▸ Recorded information:
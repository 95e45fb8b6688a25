//! Harness configuration.
//!
//! Resolution chain: explicit CLI flag > `STASHCTL_*` env var >
//! `stashctl.toml` > built-in default. The file is optional; a test suite
//! that is happy with the conventions (binary on `$PATH`, config at
//! `./tests/blobstash.yaml`, data in `./blobstash_data`) needs none of it.

pub mod server_file;

use std::path::{Path, PathBuf};

use serde::{Deserialize, Serialize};
use tracing::debug;

use crate::command::{DEFAULT_BINARY, DEFAULT_CONFIG_PATH, DEFAULT_LOG_LEVEL};
use crate::error::HarnessError;
use crate::probe::{PathProbe, Probe, TcpProbe};

use server_file::ServerConfigFile;

/// Directory the server writes its state into, relative to the working
/// directory, unless overridden.
pub const DEFAULT_DATA_DIR: &str = "blobstash_data";

/// Conventional location of the harness config file.
pub const CONFIG_FILE: &str = "stashctl.toml";

/// Fully resolved harness configuration.
#[derive(Debug, Clone, Serialize, Deserialize)]
#[serde(default)]
pub struct HarnessConfig {
    /// Server binary name or path.
    pub binary: String,
    /// Path to the server's YAML config, passed through untouched.
    pub server_config: PathBuf,
    /// Directory removed by `cleanup`.
    pub data_dir: PathBuf,
    /// Address probed for readiness. When unset it is derived from the
    /// server config's `listen`, falling back to watching `data_dir`.
    pub probe_addr: Option<String>,
    /// Default server log level, overridable per run.
    pub log_level: String,
    /// Overall readiness deadline.
    pub startup_timeout_secs: u64,
    /// How long a SIGTERM gets before escalation to SIGKILL.
    pub shutdown_grace_secs: u64,
}

impl Default for HarnessConfig {
    fn default() -> Self {
        Self {
            binary: DEFAULT_BINARY.to_string(),
            server_config: PathBuf::from(DEFAULT_CONFIG_PATH),
            data_dir: PathBuf::from(DEFAULT_DATA_DIR),
            probe_addr: None,
            log_level: DEFAULT_LOG_LEVEL.to_string(),
            startup_timeout_secs: 15,
            shutdown_grace_secs: 5,
        }
    }
}

impl HarnessConfig {
    /// Load a config file.
    pub fn load(path: &Path) -> Result<Self, HarnessError> {
        let contents =
            std::fs::read_to_string(path).map_err(|source| HarnessError::ConfigRead {
                path: path.to_path_buf(),
                source,
            })?;
        toml::from_str(&contents).map_err(|source| HarnessError::ConfigParse {
            path: path.to_path_buf(),
            source,
        })
    }

    /// Resolve configuration from file, environment, and defaults.
    ///
    /// An explicitly named file must exist; the conventional
    /// `stashctl.toml` is used only when present. Environment variables
    /// are applied on top either way.
    pub fn resolve(file: Option<&Path>) -> Result<Self, HarnessError> {
        let mut config = match file {
            Some(path) => Self::load(path)?,
            None => {
                let default_path = Path::new(CONFIG_FILE);
                if default_path.exists() {
                    Self::load(default_path)?
                } else {
                    Self::default()
                }
            }
        };
        config.apply_env_overrides();
        Ok(config)
    }

    /// Overlay `STASHCTL_*` environment variables.
    fn apply_env_overrides(&mut self) {
        if let Ok(binary) = std::env::var("STASHCTL_BIN") {
            self.binary = binary;
        }
        if let Ok(path) = std::env::var("STASHCTL_SERVER_CONFIG") {
            self.server_config = PathBuf::from(path);
        }
        if let Ok(dir) = std::env::var("STASHCTL_DATA_DIR") {
            self.data_dir = PathBuf::from(dir);
        }
        if let Ok(addr) = std::env::var("STASHCTL_PROBE_ADDR") {
            self.probe_addr = Some(addr);
        }
        if let Ok(level) = std::env::var("STASHCTL_LOG_LEVEL") {
            self.log_level = level;
        }
    }

    /// Choose the readiness probe for this configuration.
    ///
    /// Priority: explicit `probe_addr` > the `listen` address from the
    /// server's own config > watching for the data directory to appear.
    /// The server config is an opaque external input, so a missing or
    /// unparseable file downgrades to the path probe instead of failing.
    pub fn readiness_probe(&self) -> Box<dyn Probe> {
        if let Some(ref addr) = self.probe_addr {
            return Box::new(TcpProbe::new(addr.clone()));
        }

        match ServerConfigFile::load(&self.server_config) {
            Ok(server_config) => {
                let addr = probe_addr_for_listen(server_config.listen_or_default());
                Box::new(TcpProbe::new(addr))
            }
            Err(err) => {
                debug!(
                    error = %err,
                    data_dir = %self.data_dir.display(),
                    "server config unavailable, probing for data directory instead"
                );
                Box::new(PathProbe::new(self.data_dir.clone()))
            }
        }
    }

    pub fn startup_timeout(&self) -> std::time::Duration {
        std::time::Duration::from_secs(self.startup_timeout_secs)
    }

    pub fn shutdown_grace(&self) -> std::time::Duration {
        std::time::Duration::from_secs(self.shutdown_grace_secs)
    }
}

/// Turn a server `listen` value into a connectable address.
///
/// BlobStash accepts Go-style listen strings like `:8051` or
/// `0.0.0.0:8051`, which bind all interfaces; the probe connects via
/// loopback in those cases.
pub fn probe_addr_for_listen(listen: &str) -> String {
    if let Some(port) = listen.strip_prefix(':') {
        return format!("127.0.0.1:{port}");
    }
    if let Some(port) = listen.strip_prefix("0.0.0.0:") {
        return format!("127.0.0.1:{port}");
    }
    listen.to_string()
}

#[cfg(test)]
mod tests {
    use super::*;
    use std::sync::{Mutex, MutexGuard};

    /// Serialise tests that mutate process-wide environment variables.
    fn lock_env() -> MutexGuard<'static, ()> {
        static ENV_LOCK: Mutex<()> = Mutex::new(());
        ENV_LOCK.lock().unwrap_or_else(|poisoned| poisoned.into_inner())
    }

    const ENV_VARS: &[&str] = &[
        "STASHCTL_BIN",
        "STASHCTL_SERVER_CONFIG",
        "STASHCTL_DATA_DIR",
        "STASHCTL_PROBE_ADDR",
        "STASHCTL_LOG_LEVEL",
    ];

    fn clear_env() {
        for var in ENV_VARS {
            unsafe { std::env::remove_var(var) };
        }
    }

    #[test]
    fn defaults_match_conventions() {
        let config = HarnessConfig::default();
        assert_eq!(config.binary, "blobstash");
        assert_eq!(config.server_config, PathBuf::from("./tests/blobstash.yaml"));
        assert_eq!(config.data_dir, PathBuf::from("blobstash_data"));
        assert_eq!(config.log_level, "error");
        assert!(config.probe_addr.is_none());
    }

    #[test]
    fn load_roundtrips_through_toml() {
        let tmp = tempfile::tempdir().unwrap();
        let path = tmp.path().join("stashctl.toml");

        let mut original = HarnessConfig::default();
        original.binary = "/opt/blobstash/bin/blobstash".to_string();
        original.probe_addr = Some("127.0.0.1:9051".to_string());
        original.shutdown_grace_secs = 2;

        let contents = toml::to_string_pretty(&original).unwrap();
        std::fs::write(&path, contents).unwrap();

        let loaded = HarnessConfig::load(&path).unwrap();
        assert_eq!(loaded.binary, original.binary);
        assert_eq!(loaded.probe_addr, original.probe_addr);
        assert_eq!(loaded.shutdown_grace_secs, 2);
    }

    #[test]
    fn partial_file_keeps_defaults_for_the_rest() {
        let tmp = tempfile::tempdir().unwrap();
        let path = tmp.path().join("stashctl.toml");
        std::fs::write(&path, "binary = \"./target/blobstash\"\n").unwrap();

        let loaded = HarnessConfig::load(&path).unwrap();
        assert_eq!(loaded.binary, "./target/blobstash");
        assert_eq!(loaded.log_level, "error");
        assert_eq!(loaded.startup_timeout_secs, 15);
    }

    #[test]
    fn load_missing_file_errors() {
        let tmp = tempfile::tempdir().unwrap();
        let result = HarnessConfig::load(&tmp.path().join("nope.toml"));
        assert!(matches!(result, Err(HarnessError::ConfigRead { .. })));
    }

    #[test]
    fn load_invalid_toml_errors() {
        let tmp = tempfile::tempdir().unwrap();
        let path = tmp.path().join("bad.toml");
        std::fs::write(&path, "binary = [not toml").unwrap();

        let result = HarnessConfig::load(&path);
        assert!(matches!(result, Err(HarnessError::ConfigParse { .. })));
    }

    #[test]
    fn env_vars_override_defaults() {
        let _lock = lock_env();
        clear_env();

        unsafe { std::env::set_var("STASHCTL_BIN", "/usr/local/bin/blobstash") };
        unsafe { std::env::set_var("STASHCTL_PROBE_ADDR", "127.0.0.1:9999") };

        let config = HarnessConfig::resolve(None).unwrap();

        clear_env();

        assert_eq!(config.binary, "/usr/local/bin/blobstash");
        assert_eq!(config.probe_addr.as_deref(), Some("127.0.0.1:9999"));
        // Untouched fields keep their defaults.
        assert_eq!(config.log_level, "error");
    }

    #[test]
    fn env_vars_override_file_values() {
        let _lock = lock_env();
        clear_env();

        let tmp = tempfile::tempdir().unwrap();
        let path = tmp.path().join("stashctl.toml");
        std::fs::write(&path, "binary = \"from-file\"\nlog_level = \"info\"\n").unwrap();

        unsafe { std::env::set_var("STASHCTL_BIN", "from-env") };

        let config = HarnessConfig::resolve(Some(&path)).unwrap();

        clear_env();

        assert_eq!(config.binary, "from-env");
        assert_eq!(config.log_level, "info");
    }

    #[test]
    fn explicit_probe_addr_wins() {
        let mut config = HarnessConfig::default();
        config.probe_addr = Some("127.0.0.1:8051".to_string());
        let probe = config.readiness_probe();
        assert_eq!(probe.describe(), "tcp connect to 127.0.0.1:8051");
    }

    #[test]
    fn probe_falls_back_to_data_dir_without_server_config() {
        let tmp = tempfile::tempdir().unwrap();
        let mut config = HarnessConfig::default();
        config.server_config = tmp.path().join("missing.yaml");
        config.data_dir = tmp.path().join("blobstash_data");

        let probe = config.readiness_probe();
        assert!(
            probe.describe().starts_with("path exists:"),
            "expected path probe, got: {}",
            probe.describe()
        );
    }

    #[test]
    fn probe_uses_listen_from_server_config() {
        let tmp = tempfile::tempdir().unwrap();
        let yaml = tmp.path().join("blobstash.yaml");
        std::fs::write(&yaml, "listen: ':9051'\ndata_dir: blobstash_data\n").unwrap();

        let mut config = HarnessConfig::default();
        config.server_config = yaml;

        let probe = config.readiness_probe();
        assert_eq!(probe.describe(), "tcp connect to 127.0.0.1:9051");
    }

    #[test]
    fn listen_strings_become_connectable() {
        assert_eq!(probe_addr_for_listen(":8051"), "127.0.0.1:8051");
        assert_eq!(probe_addr_for_listen("0.0.0.0:8051"), "127.0.0.1:8051");
        assert_eq!(probe_addr_for_listen("127.0.0.1:8051"), "127.0.0.1:8051");
        assert_eq!(probe_addr_for_listen("example.com:80"), "example.com:80");
    }
}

▸ Problem to work on: All lines from the opening of the records through the line where "passed through untouched." occurs are to be output verbatim. No other line belongs in the answer.

▸ Worked solution:
repository 95e45fb8b6688a25
//! Harness configuration.
//!
//! Resolution chain: explicit CLI flag > `STASHCTL_*` env var >
//! `stashctl.toml` > built-in default. The file is optional; a test suite
//! that is happy with the conventions (binary on `$PATH`, config at
//! `./tests/blobstash.yaml`, data in `./blobstash_data`) needs none of it.

pub mod server_file;

use std::path::{Path, PathBuf};

use serde::{Deserialize, Serialize};
use tracing::debug;

use crate::command::{DEFAULT_BINARY, DEFAULT_CONFIG_PATH, DEFAULT_LOG_LEVEL};
use crate::error::HarnessError;
use crate::probe::{PathProbe, Probe, TcpProbe};

use server_file::ServerConfigFile;

/// Directory the server writes its state into, relative to the working
/// directory, unless overridden.
pub const DEFAULT_DATA_DIR: &str = "blobstash_data";

/// Conventional location of the harness config file.
pub const CONFIG_FILE: &str = "stashctl.toml";

/// Fully resolved harness configuration.
#[derive(Debug, Clone, Serialize, Deserialize)]
#[serde(default)]
pub struct HarnessConfig {
    /// Server binary name or path.
    pub binary: String,
    /// Path to the server's YAML config, passed through untouched.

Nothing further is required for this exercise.